Source material
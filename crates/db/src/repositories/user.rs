//! User repository for operator accounts.

use sea_orm::{
    ActiveModelTrait, ColumnTrait, DatabaseConnection, DbErr, EntityTrait, PaginatorTrait,
    QueryFilter, Set,
};
use uuid::Uuid;

use crate::entities::{sea_orm_active_enums::UserRole, users};

/// User repository for CRUD operations.
#[derive(Debug, Clone)]
pub struct UserRepository {
    db: DatabaseConnection,
}

impl UserRepository {
    /// Creates a new user repository.
    #[must_use]
    pub const fn new(db: DatabaseConnection) -> Self {
        Self { db }
    }

    /// Finds a user by email.
    ///
    /// # Errors
    ///
    /// Returns an error if the database query fails.
    pub async fn find_by_email(&self, email: &str) -> Result<Option<users::Model>, DbErr> {
        users::Entity::find()
            .filter(users::Column::Email.eq(email))
            .one(&self.db)
            .await
    }

    /// Finds a user by ID.
    ///
    /// # Errors
    ///
    /// Returns an error if the database query fails.
    pub async fn find_by_id(&self, id: Uuid) -> Result<Option<users::Model>, DbErr> {
        users::Entity::find_by_id(id).one(&self.db).await
    }

    /// Creates a new operator account.
    ///
    /// # Errors
    ///
    /// Returns an error if the database insert fails.
    pub async fn create(
        &self,
        email: &str,
        password_hash: &str,
        full_name: &str,
        role: UserRole,
    ) -> Result<users::Model, DbErr> {
        let now = chrono::Utc::now().into();
        let user = users::ActiveModel {
            id: Set(Uuid::new_v4()),
            email: Set(email.to_string()),
            password_hash: Set(password_hash.to_string()),
            full_name: Set(full_name.to_string()),
            role: Set(role),
            is_active: Set(true),
            created_at: Set(now),
            updated_at: Set(now),
        };

        user.insert(&self.db).await
    }

    /// Checks if an email is already registered.
    ///
    /// # Errors
    ///
    /// Returns an error if the database query fails.
    pub async fn email_exists(&self, email: &str) -> Result<bool, DbErr> {
        let count = users::Entity::find()
            .filter(users::Column::Email.eq(email))
            .count(&self.db)
            .await?;

        Ok(count > 0)
    }
}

What the task asks
If a line in the listing contains "Creates", it counts. Say how many lines count, with no other words.

Solution to the exercise
2